• [What is being asked]: Please report the number of lines in the entries below that contain "resolve", with nothing added.

Dataset entries

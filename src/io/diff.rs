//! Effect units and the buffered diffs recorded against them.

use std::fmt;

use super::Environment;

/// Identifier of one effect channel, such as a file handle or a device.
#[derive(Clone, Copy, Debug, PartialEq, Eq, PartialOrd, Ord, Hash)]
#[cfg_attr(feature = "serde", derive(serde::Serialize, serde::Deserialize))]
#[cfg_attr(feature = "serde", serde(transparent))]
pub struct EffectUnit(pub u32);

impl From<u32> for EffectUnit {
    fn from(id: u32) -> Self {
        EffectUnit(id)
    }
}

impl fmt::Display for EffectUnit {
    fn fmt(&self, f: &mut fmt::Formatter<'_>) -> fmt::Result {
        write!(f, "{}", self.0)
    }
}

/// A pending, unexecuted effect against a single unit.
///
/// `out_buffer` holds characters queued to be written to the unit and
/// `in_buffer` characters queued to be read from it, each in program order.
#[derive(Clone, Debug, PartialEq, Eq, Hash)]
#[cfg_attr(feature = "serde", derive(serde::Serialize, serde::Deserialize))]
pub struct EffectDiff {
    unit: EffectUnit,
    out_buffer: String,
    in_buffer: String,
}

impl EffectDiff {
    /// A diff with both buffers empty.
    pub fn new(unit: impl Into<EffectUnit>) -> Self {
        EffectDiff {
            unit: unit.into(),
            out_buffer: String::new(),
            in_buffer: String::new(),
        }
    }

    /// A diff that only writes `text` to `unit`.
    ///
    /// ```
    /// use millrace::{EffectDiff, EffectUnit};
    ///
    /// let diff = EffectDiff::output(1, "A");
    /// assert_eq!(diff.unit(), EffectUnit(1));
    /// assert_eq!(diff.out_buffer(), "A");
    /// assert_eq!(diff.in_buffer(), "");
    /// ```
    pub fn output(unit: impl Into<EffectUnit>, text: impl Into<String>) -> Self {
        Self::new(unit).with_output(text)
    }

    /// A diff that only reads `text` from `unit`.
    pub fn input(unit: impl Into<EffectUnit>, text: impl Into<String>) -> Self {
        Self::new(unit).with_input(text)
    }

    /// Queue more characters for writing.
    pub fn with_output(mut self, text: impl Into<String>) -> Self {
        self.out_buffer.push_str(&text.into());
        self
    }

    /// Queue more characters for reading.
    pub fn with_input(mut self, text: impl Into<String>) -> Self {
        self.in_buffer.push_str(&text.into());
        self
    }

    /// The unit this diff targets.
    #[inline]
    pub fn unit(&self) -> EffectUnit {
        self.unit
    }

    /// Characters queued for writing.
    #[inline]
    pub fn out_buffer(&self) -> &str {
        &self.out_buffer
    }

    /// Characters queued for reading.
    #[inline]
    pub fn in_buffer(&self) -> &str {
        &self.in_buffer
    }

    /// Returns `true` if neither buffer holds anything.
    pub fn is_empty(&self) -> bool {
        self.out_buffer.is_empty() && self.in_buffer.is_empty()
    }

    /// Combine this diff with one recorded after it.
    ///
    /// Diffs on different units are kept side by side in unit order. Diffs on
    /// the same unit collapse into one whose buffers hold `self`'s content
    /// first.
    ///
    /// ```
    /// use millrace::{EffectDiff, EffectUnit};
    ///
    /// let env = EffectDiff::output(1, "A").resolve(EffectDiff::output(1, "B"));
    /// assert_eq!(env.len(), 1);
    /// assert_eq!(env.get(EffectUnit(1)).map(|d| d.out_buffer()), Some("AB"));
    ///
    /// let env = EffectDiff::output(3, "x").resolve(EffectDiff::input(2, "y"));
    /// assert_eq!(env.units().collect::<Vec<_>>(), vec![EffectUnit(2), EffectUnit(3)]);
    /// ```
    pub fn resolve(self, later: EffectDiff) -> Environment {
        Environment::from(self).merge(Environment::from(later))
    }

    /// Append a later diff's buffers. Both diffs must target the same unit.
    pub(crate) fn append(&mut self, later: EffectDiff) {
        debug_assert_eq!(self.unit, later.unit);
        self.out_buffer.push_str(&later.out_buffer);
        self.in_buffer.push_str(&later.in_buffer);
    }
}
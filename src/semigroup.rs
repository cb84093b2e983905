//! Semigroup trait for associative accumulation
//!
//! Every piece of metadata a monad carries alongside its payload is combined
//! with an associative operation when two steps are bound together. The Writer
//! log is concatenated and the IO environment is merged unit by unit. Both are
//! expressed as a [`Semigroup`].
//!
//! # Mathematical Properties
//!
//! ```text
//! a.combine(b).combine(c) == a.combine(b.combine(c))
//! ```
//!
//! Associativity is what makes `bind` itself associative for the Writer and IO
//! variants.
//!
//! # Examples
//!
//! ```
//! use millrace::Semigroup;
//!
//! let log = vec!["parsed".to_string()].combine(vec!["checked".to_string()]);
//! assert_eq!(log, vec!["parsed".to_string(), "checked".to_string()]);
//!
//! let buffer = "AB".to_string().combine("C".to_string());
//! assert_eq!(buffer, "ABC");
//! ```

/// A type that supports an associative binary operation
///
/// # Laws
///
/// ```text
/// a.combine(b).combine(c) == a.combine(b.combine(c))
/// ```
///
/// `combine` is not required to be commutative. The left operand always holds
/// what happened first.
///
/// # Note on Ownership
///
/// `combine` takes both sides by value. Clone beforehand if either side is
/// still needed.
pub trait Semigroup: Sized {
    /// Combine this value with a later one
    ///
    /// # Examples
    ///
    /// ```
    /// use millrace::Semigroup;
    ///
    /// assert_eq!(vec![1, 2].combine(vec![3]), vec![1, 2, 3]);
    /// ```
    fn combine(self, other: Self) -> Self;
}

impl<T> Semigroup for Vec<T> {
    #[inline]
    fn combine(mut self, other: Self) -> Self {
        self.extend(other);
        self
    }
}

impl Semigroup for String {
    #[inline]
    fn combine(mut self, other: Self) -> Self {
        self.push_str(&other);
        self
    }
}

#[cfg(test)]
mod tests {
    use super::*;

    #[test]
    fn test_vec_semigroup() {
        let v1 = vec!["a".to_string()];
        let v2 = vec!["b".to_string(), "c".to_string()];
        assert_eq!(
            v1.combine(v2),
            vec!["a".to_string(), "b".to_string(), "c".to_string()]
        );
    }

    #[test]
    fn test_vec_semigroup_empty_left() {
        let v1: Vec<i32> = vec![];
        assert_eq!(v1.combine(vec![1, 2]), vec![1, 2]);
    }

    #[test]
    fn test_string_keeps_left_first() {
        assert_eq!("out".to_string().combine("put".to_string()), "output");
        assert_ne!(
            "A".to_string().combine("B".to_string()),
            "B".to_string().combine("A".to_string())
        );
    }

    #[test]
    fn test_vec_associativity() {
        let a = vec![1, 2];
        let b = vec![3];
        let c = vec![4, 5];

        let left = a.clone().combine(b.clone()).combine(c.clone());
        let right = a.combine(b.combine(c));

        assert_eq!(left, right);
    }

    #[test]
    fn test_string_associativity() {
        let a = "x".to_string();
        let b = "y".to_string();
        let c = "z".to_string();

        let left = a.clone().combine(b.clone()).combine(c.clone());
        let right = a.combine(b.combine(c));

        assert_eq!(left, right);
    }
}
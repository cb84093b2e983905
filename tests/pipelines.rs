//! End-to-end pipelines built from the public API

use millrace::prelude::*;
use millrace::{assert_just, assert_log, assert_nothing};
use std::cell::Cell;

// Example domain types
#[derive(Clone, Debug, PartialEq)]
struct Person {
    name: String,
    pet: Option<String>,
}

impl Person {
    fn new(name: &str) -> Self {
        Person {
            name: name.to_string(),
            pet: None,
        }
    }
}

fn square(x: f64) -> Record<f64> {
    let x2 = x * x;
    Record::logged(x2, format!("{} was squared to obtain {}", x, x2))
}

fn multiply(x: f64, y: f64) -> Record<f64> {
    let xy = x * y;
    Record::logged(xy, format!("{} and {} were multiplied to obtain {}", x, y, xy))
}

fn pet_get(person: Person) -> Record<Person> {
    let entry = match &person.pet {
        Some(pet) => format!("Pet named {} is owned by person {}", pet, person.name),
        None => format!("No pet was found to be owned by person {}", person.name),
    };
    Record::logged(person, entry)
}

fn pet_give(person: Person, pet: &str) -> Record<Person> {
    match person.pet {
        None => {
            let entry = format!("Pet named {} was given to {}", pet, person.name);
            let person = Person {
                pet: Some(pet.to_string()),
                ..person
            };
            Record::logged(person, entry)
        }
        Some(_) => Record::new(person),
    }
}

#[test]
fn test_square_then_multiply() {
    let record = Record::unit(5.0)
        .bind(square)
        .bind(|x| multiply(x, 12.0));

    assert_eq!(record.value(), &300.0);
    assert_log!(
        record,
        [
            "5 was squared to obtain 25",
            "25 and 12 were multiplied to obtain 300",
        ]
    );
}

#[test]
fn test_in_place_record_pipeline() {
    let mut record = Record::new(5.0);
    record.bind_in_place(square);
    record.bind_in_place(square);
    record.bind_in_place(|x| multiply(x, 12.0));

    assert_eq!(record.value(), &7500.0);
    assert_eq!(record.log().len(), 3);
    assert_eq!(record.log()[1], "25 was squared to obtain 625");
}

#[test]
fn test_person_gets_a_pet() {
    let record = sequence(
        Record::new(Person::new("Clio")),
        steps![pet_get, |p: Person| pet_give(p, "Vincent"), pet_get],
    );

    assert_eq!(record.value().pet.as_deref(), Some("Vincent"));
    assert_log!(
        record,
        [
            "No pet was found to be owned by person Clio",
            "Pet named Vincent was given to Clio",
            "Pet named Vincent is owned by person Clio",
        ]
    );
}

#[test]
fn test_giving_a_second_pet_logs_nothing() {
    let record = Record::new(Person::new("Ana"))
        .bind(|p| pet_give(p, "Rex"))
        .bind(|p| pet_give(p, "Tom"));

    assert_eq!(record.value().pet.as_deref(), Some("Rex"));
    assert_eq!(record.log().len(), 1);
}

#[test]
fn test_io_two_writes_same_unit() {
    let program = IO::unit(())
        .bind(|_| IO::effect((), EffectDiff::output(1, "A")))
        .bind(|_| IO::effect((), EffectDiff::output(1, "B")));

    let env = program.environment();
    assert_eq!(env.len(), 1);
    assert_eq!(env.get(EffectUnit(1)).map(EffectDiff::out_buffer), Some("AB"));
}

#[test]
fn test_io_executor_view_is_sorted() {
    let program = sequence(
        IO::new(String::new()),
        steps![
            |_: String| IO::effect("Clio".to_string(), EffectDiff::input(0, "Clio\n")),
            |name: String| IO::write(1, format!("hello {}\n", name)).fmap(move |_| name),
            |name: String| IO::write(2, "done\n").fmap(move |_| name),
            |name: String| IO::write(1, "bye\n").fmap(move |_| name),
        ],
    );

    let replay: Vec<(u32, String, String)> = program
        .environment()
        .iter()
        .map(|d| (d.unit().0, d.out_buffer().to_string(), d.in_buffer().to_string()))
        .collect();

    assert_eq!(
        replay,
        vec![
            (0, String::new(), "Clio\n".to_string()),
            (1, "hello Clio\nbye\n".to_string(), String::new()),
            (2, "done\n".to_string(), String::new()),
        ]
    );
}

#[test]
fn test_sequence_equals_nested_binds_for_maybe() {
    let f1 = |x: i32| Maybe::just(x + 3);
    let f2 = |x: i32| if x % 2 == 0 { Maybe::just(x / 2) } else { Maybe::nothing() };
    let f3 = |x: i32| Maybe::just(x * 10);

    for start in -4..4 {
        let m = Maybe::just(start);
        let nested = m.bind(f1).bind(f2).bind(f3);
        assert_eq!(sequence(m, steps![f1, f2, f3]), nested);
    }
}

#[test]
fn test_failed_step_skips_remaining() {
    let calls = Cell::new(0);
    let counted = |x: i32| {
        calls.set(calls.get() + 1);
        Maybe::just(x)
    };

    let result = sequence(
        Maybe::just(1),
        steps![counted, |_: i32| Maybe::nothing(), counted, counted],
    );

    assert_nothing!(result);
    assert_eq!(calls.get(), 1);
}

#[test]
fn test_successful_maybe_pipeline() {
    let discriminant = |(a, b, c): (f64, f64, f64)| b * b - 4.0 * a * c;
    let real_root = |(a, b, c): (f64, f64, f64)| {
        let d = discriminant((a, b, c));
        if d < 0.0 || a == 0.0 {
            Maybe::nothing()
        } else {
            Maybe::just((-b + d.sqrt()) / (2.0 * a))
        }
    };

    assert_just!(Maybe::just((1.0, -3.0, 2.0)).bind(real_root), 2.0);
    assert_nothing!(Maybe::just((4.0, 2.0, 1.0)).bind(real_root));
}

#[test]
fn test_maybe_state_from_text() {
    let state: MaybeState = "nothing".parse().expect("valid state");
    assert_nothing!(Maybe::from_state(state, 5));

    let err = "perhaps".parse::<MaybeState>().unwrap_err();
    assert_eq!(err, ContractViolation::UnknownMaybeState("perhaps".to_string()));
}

• [Exercise output]: 3